Like a great blanket draping the barnyard,
reshaping all that was familiar,
cleansing and refreshing
the slate that held our memories
still—
wiping all the hurt away.

Our show lambs roamed in curious quest
along their new precarious stage,
fading in and out of view
in matching white season coats.
“Look at us, look at us,
now we’re light, now we’re dark;
now you see us, now you don’t…
still,
you’ll never see us slip for heaven’s sake!”

‘If only…,” he’d snipe,
“you always slip,” he’d gripe.

Still.
If only silence such as this could last
and fowl found reason not to crow
and he who shunned the sun stayed sleeping
still
and found reason not to show, or even wake!

We would leap,
bundled by Mom,
from the old back porch
as the screen door banged
to the beat of our boots
making our way across the field
finally reaching the only green growing
still
in that miraculously pure, white-washed world.
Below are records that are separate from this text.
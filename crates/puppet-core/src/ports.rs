//! Collaborator ports.
//!
//! The engine never talks to a language model or a social network
//! directly. It calls these two traits, which are implemented by adapter
//! crates (`puppet-runner` for content generation) or by the embedding
//! binary (the platform client). Both are object safe and held as
//! `Arc<dyn ...>`.
//!
//! Implementations must return already-typed results: any free-text
//! parsing happens inside the adapter, never in the engine.

use async_trait::async_trait;

use puppet_agents::Agent;
use puppet_types::{
    AgentId, ContentRequest, Event, MemoryUpdate, Post, PostId, PostOptions, ReactionDecision,
    RelationshipUpdate, Stimulus,
};

use crate::error::CollaboratorError;

/// Produces text and structured judgments on behalf of an agent.
#[async_trait]
pub trait ContentGenerator: Send + Sync {
    /// Write the text of one post (or thread, separated by blank lines).
    async fn generate_content(
        &self,
        agent: &Agent,
        request: &ContentRequest,
    ) -> Result<String, CollaboratorError>;

    /// Propose a reaction to a non-mention stimulus.
    async fn generate_reaction(
        &self,
        agent: &Agent,
        stimulus: &Stimulus,
    ) -> Result<ReactionDecision, CollaboratorError>;

    /// Derive the memory and mood change an event causes.
    async fn generate_memory_update(
        &self,
        agent: &Agent,
        event: &Event,
    ) -> Result<MemoryUpdate, CollaboratorError>;

    /// Derive the relationship change an interaction causes.
    async fn generate_relationship_update(
        &self,
        agent: &Agent,
        target: &AgentId,
        interaction: &str,
    ) -> Result<RelationshipUpdate, CollaboratorError>;
}

/// The social platform the agents live on.
#[async_trait]
pub trait Platform: Send + Sync {
    /// Publish one post.
    async fn post(
        &self,
        agent: &AgentId,
        text: &str,
        options: &PostOptions,
    ) -> Result<Post, CollaboratorError>;

    /// Publish a thread. The default chains replies through [`Platform::post`].
    async fn post_thread(
        &self,
        agent: &AgentId,
        texts: &[String],
    ) -> Result<Vec<Post>, CollaboratorError> {
        let mut posts: Vec<Post> = Vec::with_capacity(texts.len());
        for text in texts {
            let options = PostOptions {
                reply_to: posts.last().map(|post| post.id.clone()),
                quote_of: None,
            };
            posts.push(self.post(agent, text, &options).await?);
        }
        Ok(posts)
    }

    /// Like a post.
    async fn like(&self, agent: &AgentId, post_id: &PostId) -> Result<(), CollaboratorError>;

    /// Fetch a post by id.
    async fn fetch_by_id(&self, post_id: &PostId) -> Result<Post, CollaboratorError>;

    /// Fetch posts mentioning `agent` that arrived after `since`, oldest
    /// first.
    async fn fetch_mentions(
        &self,
        agent: &AgentId,
        since: Option<&PostId>,
    ) -> Result<Vec<Post>, CollaboratorError>;
}
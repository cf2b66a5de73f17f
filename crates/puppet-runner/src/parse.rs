//! LLM response parsing into typed collaborator results.
//!
//! This is the only place free text turns into structure. A response is
//! read as a JSON object when possible (raw, inside a markdown code block,
//! or after stripping trailing commas) and otherwise as line-prefixed
//! fields such as `ACTION: reply` or `IMPORTANCE: 0.8`. Every number is
//! clamped into its contract range before it leaves this module.

use serde_json::{Map, Value};

use puppet_types::{MemoryUpdate, ReactionAction, ReactionDecision, RelationshipUpdate};

use crate::error::RunnerError;

/// Field names recognized in line-prefixed responses.
const LINE_KEYS: [&str; 11] = [
    "action",
    "content",
    "reasoning",
    "memory",
    "importance",
    "valence",
    "arousal",
    "dominance",
    "sentiment",
    "familiarity",
    "note",
];

/// Importance assumed when a memory update omits it.
const DEFAULT_IMPORTANCE: f64 = 0.5;

/// Parse a reaction judgment.
///
/// A missing action is an error; an action label that is not one of
/// reply, quote, like or ignore becomes [`ReactionAction::Unrecognized`].
pub fn parse_reaction(raw: &str) -> Result<ReactionDecision, RunnerError> {
    let fields = extract_fields(raw)?;
    let label = fields
        .text(&["action", "action_type", "decision"])
        .ok_or_else(|| RunnerError::Parse(format!("reaction without an action: {raw}")))?;
    Ok(ReactionDecision {
        action: ReactionAction::from_label(&label),
        content: fields
            .text(&["content", "text", "reply", "post"])
            .map(|text| strip_quotes(&text).to_owned())
            .filter(|text| !is_placeholder(text)),
        reasoning: fields.text(&["reasoning", "reason"]),
    })
}

/// Parse a memory update. Numbers are clamped; missing deltas are zero.
pub fn parse_memory_update(raw: &str) -> Result<MemoryUpdate, RunnerError> {
    let fields = extract_fields(raw)?;
    let memory_text = fields
        .text(&["memory", "memory_text", "content"])
        .filter(|text| !is_placeholder(text))
        .ok_or_else(|| RunnerError::Parse(format!("memory update without text: {raw}")))?;
    let update = MemoryUpdate {
        memory_text,
        importance: fields.number(&["importance"]).unwrap_or(DEFAULT_IMPORTANCE),
        valence_delta: fields.number(&["valence", "valence_delta"]).unwrap_or(0.0),
        arousal_delta: fields.number(&["arousal", "arousal_delta"]).unwrap_or(0.0),
        dominance_delta: fields.number(&["dominance", "dominance_delta"]).unwrap_or(0.0),
    };
    Ok(update.clamped())
}

/// Parse a relationship update. At least one delta must be present.
pub fn parse_relationship_update(raw: &str) -> Result<RelationshipUpdate, RunnerError> {
    let fields = extract_fields(raw)?;
    let sentiment = fields.number(&["sentiment", "sentiment_delta"]);
    let familiarity = fields.number(&["familiarity", "familiarity_delta"]);
    if sentiment.is_none() && familiarity.is_none() {
        return Err(RunnerError::Parse(format!(
            "relationship update without deltas: {raw}"
        )));
    }
    let update = RelationshipUpdate {
        sentiment_delta: sentiment.unwrap_or(0.0),
        familiarity_delta: familiarity.unwrap_or(0.0),
        note: fields.text(&["note", "notes"]).filter(|note| !is_placeholder(note)),
    };
    Ok(update.clamped())
}

/// Clean generated post text.
///
/// Strips surrounding quotes and an echoed `CONTENT:` label, then caps every
/// blank-line-separated part at `max_length` characters. Empty output is an
/// error.
pub fn clean_post_text(raw: &str, max_length: u32) -> Result<String, RunnerError> {
    let mut text = raw.trim();
    if let Some((key, rest)) = text.split_once(':')
        && matches!(key.trim().to_ascii_lowercase().as_str(), "content" | "post" | "tweet")
    {
        text = rest.trim();
    }
    let limit = usize::try_from(max_length).unwrap_or(usize::MAX);
    let parts: Vec<String> = text
        .split("\n\n")
        .map(|part| truncate_chars(strip_quotes(part.trim()), limit))
        .filter(|part| !part.is_empty())
        .collect();
    if parts.is_empty() {
        return Err(RunnerError::Parse("empty post text".to_owned()));
    }
    Ok(parts.join("\n\n"))
}

// ---------------------------------------------------------------------------
// Field extraction
// ---------------------------------------------------------------------------

/// Fields read from a response, keyed by lower-case name.
#[derive(Debug, Default)]
struct Fields(Map<String, Value>);

impl Fields {
    /// First non-empty text value among `keys`.
    fn text(&self, keys: &[&str]) -> Option<String> {
        keys.iter().find_map(|key| match self.0.get(*key)? {
            Value::String(text) if !text.trim().is_empty() => Some(text.trim().to_owned()),
            Value::Number(number) => Some(number.to_string()),
            _ => None,
        })
    }

    /// First finite number among `keys`; numeric strings count.
    fn number(&self, keys: &[&str]) -> Option<f64> {
        keys.iter().find_map(|key| match self.0.get(*key)? {
            Value::Number(number) => number.as_f64().filter(|n| n.is_finite()),
            Value::String(text) => leading_number(text),
            _ => None,
        })
    }
}

/// Read fields from a response through every recovery strategy.
fn extract_fields(raw: &str) -> Result<Fields, RunnerError> {
    if let Some(object) = parse_json_object(raw) {
        let lowered = object
            .into_iter()
            .map(|(key, value)| (key.to_ascii_lowercase(), value))
            .collect();
        return Ok(Fields(lowered));
    }
    let fields = parse_line_fields(raw);
    if fields.0.is_empty() {
        return Err(RunnerError::Parse(format!(
            "response is neither JSON nor line-prefixed: {}",
            raw.trim()
        )));
    }
    Ok(fields)
}
//! Scheduling, event dispatch and reaction orchestration for the Puppet
//! Engine.
//!
//! The [`Engine`] ties the agent registry to two collaborator ports: a
//! [`ContentGenerator`] that writes text and judgments, and a [`Platform`]
//! where posts are published. It decides *when* agents post (naturalistic
//! scheduling), *whether* they react (mention detection and probability
//! gates) and *how* their state evolves (memory, mood, relationships).
//!
//! # Modules
//!
//! - [`config`] -- `puppet-config.yaml` loading into [`EngineConfig`]
//! - [`context`] -- Conversation reconstruction above a mention
//! - [`control`] -- Pause / resume / stop flags for the driver loop
//! - [`dispatch`] -- Event delivery and post triggering
//! - [`engine`] -- The [`Engine`], the shared post path and monitoring views
//! - [`error`] -- Error types ([`CoreError`], [`CollaboratorError`])
//! - [`gating`] -- Pure reaction probability gates
//! - [`mention`] -- Direct mention detection
//! - [`poller`] -- Round-robin mention polling
//! - [`ports`] -- Collaborator traits
//! - [`reaction`] -- The reaction pipeline
//! - [`registry`] -- Shared [`AgentRegistry`] with per-agent busy guards
//! - [`runner`] -- The periodic driver loop
//! - [`scheduler`] -- Post time computation and the due-time queue
//! - [`stub`] -- In-memory collaborators for dry runs and tests

pub mod config;
pub mod context;
pub mod control;
pub mod dispatch;
pub mod engine;
pub mod error;
pub mod gating;
pub mod mention;
pub mod poller;
pub mod ports;
pub mod reaction;
pub mod registry;
pub mod runner;
pub mod scheduler;
pub mod stub;

pub use config::{ConfigError, EngineConfig};
pub use control::RunControl;
pub use dispatch::DispatchReport;
pub use engine::{
    AgentSummary, AgentView, Engine, EngineStatus, GuardRejection, PostOutcome, PostRequest,
};
pub use error::{CollaboratorError, CoreError};
pub use ports::{ContentGenerator, Platform};
pub use reaction::{ReactionOutcome, ReactionStage};
pub use registry::{AgentHandle, AgentRegistry};
pub use runner::run_engine;
pub use stub::{InMemoryPlatform, StubContentGenerator};
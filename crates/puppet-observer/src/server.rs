//! Observer HTTP server lifecycle.

use std::future::Future;
use std::net::SocketAddr;
use std::sync::Arc;

use tokio::net::TcpListener;
use tracing::info;

use crate::router::build_router;
use crate::state::AppState;

/// Where the observer listens.
#[derive(Debug, Clone)]
pub struct ServerConfig {
    /// The host address to bind to (e.g. `0.0.0.0`).
    pub host: String,
    /// The TCP port to listen on.
    pub port: u16,
}

impl Default for ServerConfig {
    fn default() -> Self {
        Self {
            host: String::from("0.0.0.0"),
            port: 8080,
        }
    }
}

/// Serve the observer API until `shutdown` resolves.
///
/// # Errors
///
/// Returns an error if the address is invalid, the listener cannot bind,
/// or the server hits a fatal I/O error.
pub async fn start_server<F>(
    config: &ServerConfig,
    state: Arc<AppState>,
    shutdown: F,
) -> Result<(), ServerError>
where
    F: Future<Output = ()> + Send + 'static,
{
    let addr: SocketAddr = format!("{}:{}", config.host, config.port)
        .parse()
        .map_err(|e| ServerError::Bind(format!("invalid address: {e}")))?;

    let router = build_router(state);

    let listener = TcpListener::bind(addr)
        .await
        .map_err(|e| ServerError::Bind(format!("bind failed on {addr}: {e}")))?;

    info!(%addr, "Observer server listening");

    axum::serve(listener, router)
        .with_graceful_shutdown(shutdown)
        .await
        .map_err(|e| ServerError::Serve(format!("serve error: {e}")))?;

    info!("Observer server stopped");
    Ok(())
}

/// Errors that can occur when starting or running the observer server.
#[derive(Debug, thiserror::Error)]
pub enum ServerError {
    /// Failed to bind to the network address.
    #[error("bind error: {0}")]
    Bind(String),

    /// The server encountered a fatal error while serving.
    #[error("serve error: {0}")]
    Serve(String),
}
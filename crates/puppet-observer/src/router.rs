//! Axum router construction for the observer API.

use std::sync::Arc;

use axum::Router;
use axum::routing::{get, post};
use tower_http::cors::{Any, CorsLayer};
use tower_http::trace::TraceLayer;

use crate::handlers;
use crate::state::AppState;

/// Build the complete Axum router.
///
/// See [`handlers`] for the endpoint table. CORS allows any origin so a
/// dashboard can be served from elsewhere.
pub fn build_router(state: Arc<AppState>) -> Router {
    let cors = CorsLayer::new()
        .allow_origin(Any)
        .allow_methods(Any)
        .allow_headers(Any);

    Router::new()
        .route("/health", get(handlers::health))
        .route("/api/status", get(handlers::get_status))
        // Agents
        .route("/api/agents", get(handlers::list_agents))
        .route("/api/agents/{id}", get(handlers::get_agent))
        .route("/api/agents/{id}/state", get(handlers::get_agent_state))
        .route("/api/agents/{id}/posts", post(handlers::create_post))
        .route("/api/agents/{id}/stop", post(handlers::stop_agent))
        .route("/api/agents/{id}/start", post(handlers::start_agent))
        // Events
        .route("/api/events", post(handlers::dispatch_event))
        // Driver loop
        .route("/api/engine/pause", post(handlers::pause))
        .route("/api/engine/resume", post(handlers::resume))
        .layer(cors)
        .layer(TraceLayer::new_for_http())
        .with_state(state)
}
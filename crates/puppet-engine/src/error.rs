//! Error types for the engine binary.
//!
//! [`EngineError`] wraps every failure that can stop startup, so `main`
//! can propagate with `?`.

/// Top-level error for the engine binary.
#[derive(Debug, thiserror::Error)]
pub enum EngineError {
    /// Configuration loading failed.
    #[error("config error: {source}")]
    Config {
        /// The underlying config error.
        #[from]
        source: puppet_core::ConfigError,
    },

    /// The agent directory could not be read.
    #[error("agent loading error: {source}")]
    Agents {
        /// The underlying agent error.
        #[from]
        source: puppet_agents::AgentError,
    },

    /// The content generator could not be built.
    #[error("content generator error: {source}")]
    Generator {
        /// The underlying runner error.
        #[from]
        source: puppet_runner::RunnerError,
    },

    /// Logging could not be initialized.
    #[error("logging error: {message}")]
    Logging {
        /// Description of the failure.
        message: String,
    },

    /// Observer API server failed.
    #[error("observer error: {message}")]
    Observer {
        /// Description of the observer failure.
        message: String,
    },
}
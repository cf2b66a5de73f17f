//! Structural variety for content requests.
//!
//! Left alone, a generator tends to settle into one shape of post. Before
//! every request the base instruction is shaped with a randomly chosen
//! structural style, a length bucket, an optional elaboration directive and
//! an optional stylistic constraint. The shaping only ever appends to the
//! base instruction and is a pure function of the random draws.

use rand::Rng;
use rand::distr::Distribution;
use rand::distr::weighted::WeightedIndex;
use rand::seq::IndexedRandom;
use serde::Serialize;

// ---------------------------------------------------------------------------
// Probabilities
// ---------------------------------------------------------------------------

/// Chance that a request is shaped at all.
pub const SHAPE_PROBABILITY: f64 = 0.8;

/// Chance of an elaboration directive for medium and longer posts.
pub const ELABORATION_PROBABILITY: f64 = 0.4;

/// Chance of one extra stylistic constraint.
pub const CONSTRAINT_PROBABILITY: f64 = 0.4;

// ---------------------------------------------------------------------------
// Styles
// ---------------------------------------------------------------------------

/// Structural style of a post.
#[derive(Debug, Clone, Copy, PartialEq, Eq, Hash, Serialize)]
#[serde(rename_all = "snake_case")]
pub enum PostStyle {
    /// A direct, self-contained statement.
    Statement,
    /// A genuine question.
    Question,
    /// A small, specific observation.
    Observation,
    /// An incomplete thought.
    Fragment,
    /// A brief personal reflection.
    Reflection,
    /// Built around one metaphor.
    Metaphor,
    /// A bold, opinionated claim.
    Declaration,
    /// Two things set against each other.
    Contrast,
    /// As few words as possible.
    Minimal,
    /// A very short list.
    List,
}

impl PostStyle {
    /// Every style, in catalog order.
    pub const ALL: [Self; 10] = [
        Self::Statement,
        Self::Question,
        Self::Observation,
        Self::Fragment,
        Self::Reflection,
        Self::Metaphor,
        Self::Declaration,
        Self::Contrast,
        Self::Minimal,
        Self::List,
    ];

    /// What the generator should do.
    pub const fn guidance(self) -> &'static str {
        match self {
            Self::Statement => "Make a direct, self-contained statement.",
            Self::Question => "Pose a genuine question to your followers.",
            Self::Observation => "Share a small, specific observation about the world around you.",
            Self::Fragment => "Write an incomplete thought or a sentence fragment.",
            Self::Reflection => "Reflect briefly on something personal.",
            Self::Metaphor => "Build the post around a single metaphor.",
            Self::Declaration => "Make a bold, opinionated declaration.",
            Self::Contrast => "Set two things or two moments against each other.",
            Self::Minimal => "Say it in as few words as possible.",
            Self::List => "Write a very short list.",
        }
    }

    /// One example of the style.
    pub const fn example(self) -> &'static str {
        match self {
            Self::Statement => "Coffee tastes better at 3am.",
            Self::Question => "Does anyone else name their houseplants?",
            Self::Observation => "The streetlights on my block flicker in sync tonight.",
            Self::Fragment => "three tabs open. none of them the right one",
            Self::Reflection => "Funny how the quiet days end up teaching the most.",
            Self::Metaphor => "My inbox is a tide that never goes out.",
            Self::Declaration => "Tabs are objectively better than spaces.",
            Self::Contrast => "Morning me plans. Night me improvises.",
            Self::Minimal => "nope.",
            Self::List => "today: rain, tea, one good idea.",
        }
    }
}

// ---------------------------------------------------------------------------
// Length buckets
// ---------------------------------------------------------------------------

/// Target length of a post.
#[derive(Debug, Clone, Copy, PartialEq, Eq, PartialOrd, Ord, Hash, Serialize)]
#[serde(rename_all = "snake_case")]
pub enum LengthBucket {
    /// A few words.
    UltraShort,
    /// One short sentence.
    Short,
    /// One or two sentences.
    Medium,
    /// Two or three sentences.
    MediumLong,
    /// A full post.
    Long,
}

impl LengthBucket {
    /// Every bucket, shortest first.
    pub const ALL: [Self; 5] = [
        Self::UltraShort,
        Self::Short,
        Self::Medium,
        Self::MediumLong,
        Self::Long,
    ];

    /// Sampling weights, aligned with [`LengthBucket::ALL`].
    pub const WEIGHTS: [f64; 5] = [0.10, 0.20, 0.20, 0.30, 0.20];

    /// Length guidance for the generator.
    pub const fn guidance(self) -> &'static str {
        match self {
            Self::UltraShort => "Keep it to a handful of words.",
            Self::Short => "Keep it to one short sentence.",
            Self::Medium => "Use one or two sentences.",
            Self::MediumLong => "Use two or three sentences.",
            Self::Long => "Use the full length of a post, several sentences.",
        }
    }

    /// Upper bound on characters for the bucket.
    pub const fn max_chars(self) -> u32 {
        match self {
            Self::UltraShort => 40,
            Self::Short => 100,
            Self::Medium => 180,
            Self::MediumLong => 240,
            Self::Long => 280,
        }
    }

    /// Whether the bucket leaves room for elaboration.
    pub const fn allows_elaboration(self) -> bool {
        matches!(self, Self::Medium | Self::MediumLong | Self::Long)
    }
}

// ---------------------------------------------------------------------------
// Directive catalogs
// ---------------------------------------------------------------------------

/// Elaboration directives for medium and longer posts.
pub const ELABORATIONS: [&str; 3] = [
    "Develop the thought with one concrete detail.",
    "Add a brief example that grounds the idea.",
    "Take the idea one step further than expected.",
];

/// Stylistic constraints; at most one is applied per request.
pub const CONSTRAINTS: [&str; 7] = [
    "Do not use any hashtags.",
    "Do not start with the word \"I\".",
    "Use at most one emoji.",
    "Do not ask a question.",
    "Write entirely in lowercase.",
    "Mention a specific number or time.",
    "Avoid exclamation marks.",
];

// ---------------------------------------------------------------------------
// Shaping
// ---------------------------------------------------------------------------

/// A base instruction after shaping, with the choices that produced it.
#[derive(Debug, Clone, PartialEq, Eq, Serialize)]
pub struct ShapedInstruction {
    /// Final instruction text; always starts with the base instruction.
    pub text: String,
    /// Chosen style, `None` when the base passed through.
    pub style: Option<PostStyle>,
    /// Chosen length bucket, `None` when the base passed through.
    pub length: Option<LengthBucket>,
    /// Elaboration directive, if one was added.
    pub elaboration: Option<&'static str>,
    /// Stylistic constraint, if one was added.
    pub constraint: Option<&'static str>,
}

impl ShapedInstruction {
    /// The base instruction, unmodified.
    pub fn passthrough(base: &str) -> Self {
        Self {
            text: base.to_owned(),
            style: None,
            length: None,
            elaboration: None,
            constraint: None,
        }
    }
}

/// Shape `base` with randomly chosen structural directives.
///
/// With probability 0.2 the base passes through unmodified. Otherwise a
/// style and a length bucket are appended with one example; medium and
/// longer buckets get an elaboration directive with probability 0.4; and
/// one stylistic constraint is added with probability 0.4.
pub fn shape_instruction<R: Rng + ?Sized>(base: &str, rng: &mut R) -> ShapedInstruction {
    if !rng.random_bool(SHAPE_PROBABILITY) {
        return ShapedInstruction::passthrough(base);
    }

    let style = PostStyle::ALL
        .choose(rng)
        .copied()
        .unwrap_or(PostStyle::Statement);
    let length = WeightedIndex::new(LengthBucket::WEIGHTS)
        .ok()
        .and_then(|dist| LengthBucket::ALL.get(dist.sample(rng)).copied())
        .unwrap_or(LengthBucket::Medium);

    let elaboration = if length.allows_elaboration() && rng.random_bool(ELABORATION_PROBABILITY) {
        ELABORATIONS.choose(rng).copied()
    } else {
        None
    };
    let constraint = if rng.random_bool(CONSTRAINT_PROBABILITY) {
        CONSTRAINTS.choose(rng).copied()
    } else {
        None
    };

    let mut text = base.trim_end().to_owned();
    if !text.is_empty() {
        text.push_str("\n\n");
    }
    text.push_str(&format!(
        "Style: {} Length: {} Example of the style: \"{}\"",
        style.guidance(),
        length.guidance(),
        style.example(),
    ));
    if let Some(directive) = elaboration {
        text.push(' ');
        text.push_str(directive);
    }
    if let Some(rule) = constraint {
        text.push_str(" Constraint: ");
        text.push_str(rule);
    }

    ShapedInstruction {
        text,
        style: Some(style),
        length: Some(length),
        elaboration,
        constraint,
    }
}

// ---------------------------------------------------------------------------
// Tests
// ---------------------------------------------------------------------------

#[cfg(test)]
mod tests {
    use rand::SeedableRng;
    use rand::rngs::SmallRng;

    use super::*;

    const BASE: &str = "Write a post about the night sky.";

    #[test]
    fn output_always_extends_the_base() {
        let mut rng = SmallRng::seed_from_u64(42);
        for _ in 0..500 {
            let shaped = shape_instruction(BASE, &mut rng);
            assert!(shaped.text.starts_with(BASE));
            if shaped.style.is_none() {
                assert_eq!(shaped.text, BASE);
                assert!(shaped.constraint.is_none());
            }
        }
    }

    #[test]
    fn passthrough_rate_is_about_one_in_five() {
        let mut rng = SmallRng::seed_from_u64(7);
        let runs = 10_000_u32;
        let passthrough = (0..runs)
            .filter(|_| shape_instruction(BASE, &mut rng).style.is_none())
            .count();
        let rate = f64::from(u32::try_from(passthrough).unwrap_or(0)) / f64::from(runs);
        assert!((0.17..0.23).contains(&rate), "rate was {rate}");
    }

    #[test]
    fn elaboration_only_for_roomy_buckets() {
        let mut rng = SmallRng::seed_from_u64(3);
        let mut saw_elaboration = false;
        for _ in 0..2_000 {
            let shaped = shape_instruction(BASE, &mut rng);
            if shaped.elaboration.is_some() {
                saw_elaboration = true;
                assert!(shaped.length.is_some_and(LengthBucket::allows_elaboration));
            }
        }
        assert!(saw_elaboration);
    }

    #[test]
    fn at_most_one_constraint_is_applied() {
        let mut rng = SmallRng::seed_from_u64(11);
        for _ in 0..1_000 {
            let shaped = shape_instruction(BASE, &mut rng);
            let applied = CONSTRAINTS
                .iter()
                .filter(|rule| shaped.text.contains(*rule))
                .count();
            assert!(applied <= 1);
        }
    }

    #[test]
    fn long_buckets_are_most_common() {
        let mut rng = SmallRng::seed_from_u64(5);
        let mut counts = [0_u32; 5];
        for _ in 0..10_000 {
            if let Some(length) = shape_instruction(BASE, &mut rng).length
                && let Some(slot) = LengthBucket::ALL
                    .iter()
                    .position(|b| *b == length)
                    .and_then(|i| counts.get_mut(i))
            {
                *slot = slot.saturating_add(1);
            }
        }
        let [ultra, short, _, medium_long, _] = counts;
        assert!(medium_long > short);
        assert!(short > ultra);
    }
}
We needed no preacher to point from the pulpit
to bring the lesson home—
that green Cedar standing
like the signpost that it was
in this bitter cold and lifeless world,
desperately reaching up to the All-Knowing—
still,
we knew what it was…
an unspoken word.

An unspoken word gifted upon the canvas
warming our hearts,
stilling the chill,
if only for a time
before the call we knew would come
to return inside our small San Gabriel home.
And then, you and I, shivers returning, stood…
still…
hesitating, hoping hope could come inside as well.
Instead,
dawn had come for him, it always would.

“If only…,” he’d snipe,
“you always bang,” he’d gripe.

Still,
sometimes later I’d recall
those rare winters when
there’d actually be snow
before the great tree hunt
and you were by my side.

Still
later would I find peace
in looking back at these
fond memories of those times
and find that remedy
for that which plagues my mind.

Still, brother, how was it then such peace you always seemed to know?